Image courtesy of CEWEP, taken from the Eurostat 2012 book (European Commission).

Waste Reduction Through Separation at the Landfill
Many proponents argue that waste reduction through separation and recycling of waste is an effective method to reduce waste. While it does allow for some plastics, metal and paper to be recycled, most of waste still remains in the landfill. Waste separation processes after collection of waste, such as those that are currently applied in Asia, often results in a substantial amount of solid waste, which needs to be landfilled. In the long term, the current system is not sustainable. The plastic residues are not fully removed from the final residue and this final product is still a potential polluter through uncontrolled burning, methane fermentation and leaching of chemicals. Therefore, alternative ways of waste management should be considered and many European countries have good examples of how this can be managed.

Waste Reduction at the Source: A Strong Case for Separate Waste Collection
As mentioned in the introduction, waste incineration is not a low-cost technology and it is important to only treat waste that has no further usage. Furthermore, a waste incinerator has technical limitations on what it can burn, in particular regarding the calorific value of waste. The higher (also with certain limitations) the calorific value of waste, the more efficient the combustion process and the more cost efficient the investment. To get reasonably high calorific value for MSW, it is important to reduce moisture and organic material.

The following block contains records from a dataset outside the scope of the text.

// Engine module - publish orchestration
// 引擎模块 - 发布编排
//
// - [wait_poll](wait_poll/index.html) - 有截止时间的轮询
// - [session](session/index.html) - 会话获取与扫码登录
// - [task_binding](task_binding/index.html) - 推广任务选择
// - [orchestrator](orchestrator/index.html) - 单次发布状态机

pub mod orchestrator;
pub mod session;
pub mod task_binding;
pub mod text;
pub mod wait_poll;

pub use orchestrator::PublishOrchestrator;
pub use session::{ActiveSession, SessionGuard, SessionManager};
pub use task_binding::{reward_score, TaskBindingResolver};
pub use wait_poll::{wait_for, wait_until, ProbeResult, ProbeStatus};

use crate::core::{
    AdapterError, EngineConfig, EngineError, PlatformType, ProgressSink, PublishOutcome,
    PublishRequest, PublishStage, SessionSnapshot, TracingProgressSink,
};
use crate::platforms::AdapterRegistry;
use crate::storage::{PublicationLog, PublicationRecord, SessionStore};
use std::collections::HashSet;
use std::future::Future;
use std::sync::{Arc, Mutex};
use std::time::Duration;

/// 给单次适配器调用加超时，超时返回 `AdapterError::Timeout`
pub(crate) async fn bounded<T, F>(limit: Duration, action: &str, fut: F) -> Result<T, AdapterError>
where
    F: Future<Output = Result<T, AdapterError>>,
{
    match tokio::time::timeout(limit, fut).await {
        Ok(result) => result,
        Err(_) => Err(AdapterError::Timeout(format!("{} 超过 {:?}", action, limit))),
    }
}

type AccountKey = (PlatformType, String);

/// 进行中的账号，Drop 时移除
struct InFlightGuard {
    accounts: Arc<Mutex<HashSet<AccountKey>>>,
    key: AccountKey,
}

impl InFlightGuard {
    fn try_acquire(accounts: &Arc<Mutex<HashSet<AccountKey>>>, key: AccountKey) -> Option<Self> {
        let mut set = accounts.lock().unwrap_or_else(|poisoned| poisoned.into_inner());
        if !set.insert(key.clone()) {
            return None;
        }
        Some(Self {
            accounts: accounts.clone(),
            key,
        })
    }
}

impl Drop for InFlightGuard {
    fn drop(&mut self) {
        let mut set = self.accounts.lock().unwrap_or_else(|poisoned| poisoned.into_inner());
        set.remove(&self.key);
    }
}

/// Publish engine
///
/// 对外入口：按平台分发到对应适配器，同一账号同一时间只允许一个发布。
pub struct PublishEngine {
    registry: AdapterRegistry,
    store: Arc<dyn SessionStore>,
    publications: Option<Arc<dyn PublicationLog>>,
    config: Arc<EngineConfig>,
    sink: Arc<dyn ProgressSink>,
    in_flight: Arc<Mutex<HashSet<AccountKey>>>,
}

impl PublishEngine {
    pub fn new(registry: AdapterRegistry, store: Arc<dyn SessionStore>, config: EngineConfig) -> Self {
        Self {
            registry,
            store,
            publications: None,
            config: Arc::new(config),
            sink: Arc::new(TracingProgressSink),
            in_flight: Arc::new(Mutex::new(HashSet::new())),
        }
    }

    pub fn with_progress_sink(mut self, sink: Arc<dyn ProgressSink>) -> Self {
        self.sink = sink;
        self
    }

    pub fn with_publication_log(mut self, log: Arc<dyn PublicationLog>) -> Self {
        self.publications = Some(log);
        self
    }

    pub fn config(&self) -> &EngineConfig {
        &self.config
    }

    pub fn supported_platforms(&self) -> Vec<PlatformType> {
        self.registry.supported_platforms()
    }

    /// 发布视频，总是返回一个结果
    pub async fn publish(&self, request: PublishRequest) -> PublishOutcome {
        let outcome = self.publish_inner(&request).await;
        self.record(&request, &outcome);
        outcome
    }

    async fn publish_inner(&self, request: &PublishRequest) -> PublishOutcome {
        if let Err(e) = validate_request(request) {
            return Self::rejected(request, e);
        }
        let Some(adapter) = self.registry.get(request.platform) else {
            return Self::rejected(
                request,
                EngineError::UnsupportedPlatform(request.platform.display_name()),
            );
        };
        let key = (request.platform, request.account_id.clone());
        let Some(_guard) = InFlightGuard::try_acquire(&self.in_flight, key) else {
            return Self::rejected(
                request,
                EngineError::AccountBusy(format!("账号 {} 正在发布中", request.account_id)),
            );
        };

        PublishOrchestrator::new(adapter, self.store.clone(), self.config.clone(), self.sink.clone())
            .run(request)
            .await
    }

    /// 验证账号会话（可选扫码登录），返回当前快照
    pub async fn ensure_account_session(
        &self,
        platform: PlatformType,
        account_id: &str,
        allow_interactive: bool,
    ) -> Result<SessionSnapshot, EngineError> {
        let adapter = self
            .registry
            .get(platform)
            .ok_or_else(|| EngineError::UnsupportedPlatform(platform.display_name()))?;
        let _guard = InFlightGuard::try_acquire(&self.in_flight, (platform, account_id.to_string()))
            .ok_or_else(|| EngineError::AccountBusy(format!("账号 {} 正在使用中", account_id)))?;

        let snapshot = SessionManager::new(adapter, self.store.clone(), self.config.clone())
            .ensure_session(account_id, allow_interactive)
            .await?;
        Ok(snapshot)
    }

    fn rejected(request: &PublishRequest, error: EngineError) -> PublishOutcome {
        tracing::warn!("[Publish] 请求 {} 被拒绝: {}", request.request_id, error);
        PublishOutcome::failed(
            request.request_id.clone(),
            PublishStage::SessionPending,
            error.reason(),
            error.to_string(),
        )
    }

    fn record(&self, request: &PublishRequest, outcome: &PublishOutcome) {
        let Some(log) = &self.publications else {
            return;
        };
        if let Err(e) = log.record_publication(&PublicationRecord::from_outcome(request, outcome)) {
            tracing::warn!("[Storage] 写入发布记录失败: {}", e);
        }
    }
}

fn validate_request(request: &PublishRequest) -> Result<(), EngineError> {
    if request.account_id.trim().is_empty() {
        return Err(EngineError::InvalidRequest("账号为空".to_string()));
    }
    if request.title.trim().is_empty() {
        return Err(EngineError::InvalidRequest("标题为空".to_string()));
    }
    if request.video_path.as_os_str().is_empty() {
        return Err(EngineError::InvalidRequest("视频文件路径为空".to_string()));
    }
    Ok(())
}

#[cfg(test)]
mod tests {
    use super::*;
    use crate::core::{FailureReason, SessionError};
    use crate::platforms::testing::StubAdapter;
    use crate::platforms::UploadState;
    use crate::storage::{DatabaseManager, MemorySessionStore};

    fn engine_with(adapter: Arc<StubAdapter>, store: Arc<dyn SessionStore>) -> PublishEngine {
        PublishEngine::new(
            AdapterRegistry::new().with_adapter(adapter),
            store,
            EngineConfig::default(),
        )
    }

    fn logged_in_store() -> Arc<MemorySessionStore> {
        let store = Arc::new(MemorySessionStore::new());
        store
            .save(&SessionSnapshot::new(PlatformType::Douyin, "acc", "saved"))
            .unwrap();
        store
    }

    #[tokio::test(start_paused = true)]
    async fn test_unsupported_platform() {
        let engine = engine_with(Arc::new(StubAdapter::new(PlatformType::Douyin)), logged_in_store());
        let request = PublishRequest::new(PlatformType::Bilibili, "acc", "t", "/v.mp4");

        let outcome = engine.publish(request).await;
        assert_eq!(outcome.reason, Some(FailureReason::UnsupportedPlatform));
    }

    #[tokio::test(start_paused = true)]
    async fn test_invalid_request() {
        let engine = engine_with(Arc::new(StubAdapter::new(PlatformType::Douyin)), logged_in_store());
        let outcome = engine
            .publish(PublishRequest::new(PlatformType::Douyin, "acc", "   ", "/v.mp4"))
            .await;
        assert_eq!(outcome.reason, Some(FailureReason::InvalidRequest));
    }

    #[tokio::test(start_paused = true)]
    async fn test_concurrent_publish_for_same_account_is_rejected() {
        let adapter = Arc::new(
            StubAdapter::new(PlatformType::Douyin).with_upload_script(vec![UploadState::Pending; 5]),
        );
        let engine = engine_with(adapter.clone(), logged_in_store());

        let first = PublishRequest::new(PlatformType::Douyin, "acc", "第1集", "/1.mp4");
        let second = PublishRequest::new(PlatformType::Douyin, "acc", "第2集", "/2.mp4");
        let (a, b) = tokio::join!(engine.publish(first), engine.publish(second));

        assert!(a.success, "{}", a.message);
        assert_eq!(b.reason, Some(FailureReason::AccountBusy));
        assert_eq!(adapter.count("start_upload"), 1);

        // 结束后可以再次发布
        let third = PublishRequest::new(PlatformType::Douyin, "acc", "第3集", "/3.mp4");
        assert!(engine.publish(third).await.success);
    }

    #[tokio::test(start_paused = true)]
    async fn test_publication_is_recorded() {
        let dir = tempfile::tempdir().unwrap();
        let db = Arc::new(DatabaseManager::new(dir.path().to_path_buf()));
        db.save(&SessionSnapshot::new(PlatformType::Douyin, "acc", "saved")).unwrap();

        let engine = engine_with(Arc::new(StubAdapter::new(PlatformType::Douyin)), db.clone())
            .with_publication_log(db.clone());
        let request = PublishRequest::new(PlatformType::Douyin, "acc", "第1集", "/1.mp4");
        let request_id = request.request_id.clone();

        let outcome = engine.publish(request).await;
        assert!(outcome.success, "{}", outcome.message);

        let records = db.get_publications_by_account(PlatformType::Douyin, "acc").unwrap();
        assert_eq!(records.len(), 1);
        assert_eq!(records[0].request_id, request_id);
        assert!(records[0].success);
    }

    #[tokio::test(start_paused = true)]
    async fn test_ensure_account_session() {
        let engine = engine_with(Arc::new(StubAdapter::new(PlatformType::Douyin)), logged_in_store());

        let snapshot = engine
            .ensure_account_session(PlatformType::Douyin, "acc", false)
            .await
            .unwrap();
        assert_eq!(snapshot.state, "saved");

        let err = engine
            .ensure_account_session(PlatformType::Douyin, "other", false)
            .await
            .unwrap_err();
        assert!(matches!(err, EngineError::Session(SessionError::NoValidSession { .. })));
    }

    #[tokio::test(start_paused = true)]
    async fn test_bounded_call_times_out() {
        let result: Result<(), AdapterError> = bounded(Duration::from_secs(1), "slow", async {
            tokio::time::sleep(Duration::from_secs(5)).await;
            Ok(())
        })
        .await;
        assert!(matches!(result, Err(AdapterError::Timeout(_))));
    }
}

Organic material is, in most cases, generated as vegetable and food waste. Vegetable and food waste have high moisture contents, and therefore, are not suitable for waste incineration. It would be preferable to collect these types of waste separately, and manage them at a compost facility, which makes them a more valuable resource. While it is true that it is very difficult to force households to start separate bio-waste collection, it can be a relatively easy start to collect this waste separately in fresh markets and shopping malls. These facilities could supply a sufficient amount of organic waste to justify the development of a composting plant. Organic waste that is correctly collected and not mixed with other hazardous waste like plastic, batteries, glass, etc. will have a market value. Once people notice the benefit of such a system, the government or municipalities should promote this kind of separate collection through education and/or economic incentives combined with expansion of separate collection centers in certain cities or districts.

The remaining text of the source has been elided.